(Stored items)

§ §

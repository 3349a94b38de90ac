// SPDX-FileCopyrightText: 2026 Streamline Contributors
// SPDX-License-Identifier: MIT OR Apache-2.0

//! Streamline - streaming message lifecycle pipeline.
//!
//! Command-line entry point for inspecting content, matching interrupted
//! messages with recoverable streams, and replaying recorded sessions.

mod backend;
mod input;
mod inspect;
mod replay;

use std::path::PathBuf;

use clap::{Parser, Subcommand, ValueEnum};
use streamline_config::StreamlineConfig;
use streamline_core::error::StreamlineError;
use streamline_core::types::Role;

/// Streamline - streaming message lifecycle pipeline.
#[derive(Parser, Debug)]
#[command(name = "streamline", version, about, long_about = None)]
struct Cli {
    /// Configuration file, used instead of the standard search path.
    #[arg(long, global = true)]
    config: Option<PathBuf>,

    /// Override `log.level` from the configuration.
    #[arg(long, global = true)]
    log_level: Option<String>,

    #[command(subcommand)]
    command: Commands,
}

#[derive(Clone, Copy, Debug, ValueEnum)]
enum RoleArg {
    User,
    Assistant,
    System,
}

impl From<RoleArg> for Role {
    fn from(role: RoleArg) -> Self {
        match role {
            RoleArg::User => Role::User,
            RoleArg::Assistant => Role::Assistant,
            RoleArg::System => Role::System,
        }
    }
}

/// Available subcommands.
#[derive(Subcommand, Debug)]
enum Commands {
    /// Decide whether content needs processing.
    Classify {
        /// Input file; stdin when omitted.
        file: Option<PathBuf>,
        #[arg(long, value_enum, default_value = "assistant")]
        role: RoleArg,
        /// Treat the content as still streaming.
        #[arg(long)]
        streaming: bool,
    },
    /// Split content into visible text and a thinking block.
    Extract {
        file: Option<PathBuf>,
        #[arg(long, value_enum, default_value = "assistant")]
        role: RoleArg,
    },
    /// Match an interrupted message against recoverable streams (JSON input).
    Match { file: Option<PathBuf> },
    /// Replay a recorded session script (JSON input) and print message views.
    Replay { file: Option<PathBuf> },
}

fn load_config(path: Option<&std::path::Path>) -> StreamlineConfig {
    let loaded = match path {
        Some(path) => streamline_config::load_and_validate_path(path),
        None => streamline_config::load_and_validate(),
    };
    match loaded {
        Ok(config) => config,
        Err(errors) => {
            streamline_config::render_errors(&errors);
            std::process::exit(2);
        }
    }
}

/// Initialize the tracing subscriber. Logs go to stderr so stdout stays JSON.
fn init_tracing(log_level: &str) {
    use tracing_subscriber::EnvFilter;

    let filter = EnvFilter::try_from_default_env()
        .unwrap_or_else(|_| EnvFilter::new(format!("streamline={log_level},warn")));

    tracing_subscriber::fmt()
        .with_env_filter(filter)
        .with_target(true)
        .with_thread_names(false)
        .with_writer(std::io::stderr)
        .init();
}

async fn run(cli: Cli, config: StreamlineConfig) -> Result<(), StreamlineError> {
    match cli.command {
        Commands::Classify {
            file,
            role,
            streaming,
        } => inspect::run_classify(&config, file.as_deref(), role.into(), streaming),
        Commands::Extract { file, role } => inspect::run_extract(file.as_deref(), role.into()),
        Commands::Match { file } => inspect::run_match(&config, file.as_deref()),
        Commands::Replay { file } => replay::run_replay(&config, file.as_deref()).await,
    }
}

#[tokio::main(flavor = "current_thread")]
async fn main() {
    let cli = Cli::parse();

    let mut config = load_config(cli.config.as_deref());
    if let Some(level) = &cli.log_level {
        config.log.level = level.clone();
    }
    init_tracing(&config.log.level);
    streamline_scheduler::recording::register_metrics();
    streamline_lifecycle::recording::register_metrics();

    if let Err(e) = run(cli, config).await {
        eprintln!("streamline: {e}");
        std::process::exit(1);
    }
}

#[cfg(test)]
mod tests {
    use super::*;
    use clap::CommandFactory;

    #[test]
    fn cli_definition_is_consistent() {
        Cli::command().debug_assert();
    }

    #[test]
    fn parses_classify_flags() {
        let cli = Cli::try_parse_from(["streamline", "classify", "--role", "user", "--streaming", "in.md"])
            .unwrap();
        match cli.command {
            Commands::Classify {
                file,
                role,
                streaming,
            } => {
                assert_eq!(file, Some(PathBuf::from("in.md")));
                assert_eq!(Role::from(role), Role::User);
                assert!(streaming);
            }
            other => panic!("unexpected command {other:?}"),
        }
    }

    #[test]
    fn binary_loads_config_defaults() {
        let config = streamline_config::load_and_validate_str("")
            .expect("default config should be valid");
        assert_eq!(config.log.level, "info");
    }
}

§ §

* _The task_: Your task is to repeat every entry above exactly.

* _Your solution_:
repository 3349a94b38de90ac
// SPDX-FileCopyrightText: 2026 Streamline Contributors
// SPDX-License-Identifier: MIT OR Apache-2.0

//! Streamline - streaming message lifecycle pipeline.
//!
//! Command-line entry point for inspecting content, matching interrupted
//! messages with recoverable streams, and replaying recorded sessions.

mod backend;
mod input;
mod inspect;
mod replay;

use std::path::PathBuf;

use clap::{Parser, Subcommand, ValueEnum};
use streamline_config::StreamlineConfig;
use streamline_core::error::StreamlineError;
use streamline_core::types::Role;

/// Streamline - streaming message lifecycle pipeline.
#[derive(Parser, Debug)]
#[command(name = "streamline", version, about, long_about = None)]
struct Cli {
    /// Configuration file, used instead of the standard search path.
    #[arg(long, global = true)]
    config: Option<PathBuf>,

    /// Override `log.level` from the configuration.
    #[arg(long, global = true)]
    log_level: Option<String>,

    #[command(subcommand)]
    command: Commands,
}

#[derive(Clone, Copy, Debug, ValueEnum)]
enum RoleArg {
    User,
    Assistant,
    System,
}

impl From<RoleArg> for Role {
    fn from(role: RoleArg) -> Self {
        match role {
            RoleArg::User => Role::User,
            RoleArg::Assistant => Role::Assistant,
            RoleArg::System => Role::System,
        }
    }
}

/// Available subcommands.
#[derive(Subcommand, Debug)]
enum Commands {
    /// Decide whether content needs processing.
    Classify {
        /// Input file; stdin when omitted.
        file: Option<PathBuf>,
        #[arg(long, value_enum, default_value = "assistant")]
        role: RoleArg,
        /// Treat the content as still streaming.
        #[arg(long)]
        streaming: bool,
    },
    /// Split content into visible text and a thinking block.
    Extract {
        file: Option<PathBuf>,
        #[arg(long, value_enum, default_value = "assistant")]
        role: RoleArg,
    },
    /// Match an interrupted message against recoverable streams (JSON input).
    Match { file: Option<PathBuf> },
    /// Replay a recorded session script (JSON input) and print message views.
    Replay { file: Option<PathBuf> },
}

fn load_config(path: Option<&std::path::Path>) -> StreamlineConfig {
    let loaded = match path {
        Some(path) => streamline_config::load_and_validate_path(path),
        None => streamline_config::load_and_validate(),
    };
    match loaded {
        Ok(config) => config,
        Err(errors) => {
            streamline_config::render_errors(&errors);
            std::process::exit(2);
        }
    }
}

/// Initialize the tracing subscriber. Logs go to stderr so stdout stays JSON.
fn init_tracing(log_level: &str) {
    use tracing_subscriber::EnvFilter;

    let filter = EnvFilter::try_from_default_env()
        .unwrap_or_else(|_| EnvFilter::new(format!("streamline={log_level},warn")));

    tracing_subscriber::fmt()
        .with_env_filter(filter)
        .with_target(true)
        .with_thread_names(false)
        .with_writer(std::io::stderr)
        .init();
}

async fn run(cli: Cli, config: StreamlineConfig) -> Result<(), StreamlineError> {
    match cli.command {
        Commands::Classify {
            file,
            role,
            streaming,
        } => inspect::run_classify(&config, file.as_deref(), role.into(), streaming),
        Commands::Extract { file, role } => inspect::run_extract(file.as_deref(), role.into()),
        Commands::Match { file } => inspect::run_match(&config, file.as_deref()),
        Commands::Replay { file } => replay::run_replay(&config, file.as_deref()).await,
    }
}

#[tokio::main(flavor = "current_thread")]
async fn main() {
    let cli = Cli::parse();

    let mut config = load_config(cli.config.as_deref());
    if let Some(level) = &cli.log_level {
        config.log.level = level.clone();
    }
    init_tracing(&config.log.level);
    streamline_scheduler::recording::register_metrics();
    streamline_lifecycle::recording::register_metrics();

    if let Err(e) = run(cli, config).await {
        eprintln!("streamline: {e}");
        std::process::exit(1);
    }
}

#[cfg(test)]
mod tests {
    use super::*;
    use clap::CommandFactory;

    #[test]
    fn cli_definition_is_consistent() {
        Cli::command().debug_assert();
    }

    #[test]
    fn parses_classify_flags() {
        let cli = Cli::try_parse_from(["streamline", "classify", "--role", "user", "--streaming", "in.md"])
            .unwrap();
        match cli.command {
            Commands::Classify {
                file,
                role,
                streaming,
            } => {
                assert_eq!(file, Some(PathBuf::from("in.md")));
                assert_eq!(Role::from(role), Role::User);
                assert!(streaming);
            }
            other => panic!("unexpected command {other:?}"),
        }
    }

    #[test]
    fn binary_loads_config_defaults() {
        let config = streamline_config::load_and_validate_str("")
            .expect("default config should be valid");
        assert_eq!(config.log.level, "info");
    }
}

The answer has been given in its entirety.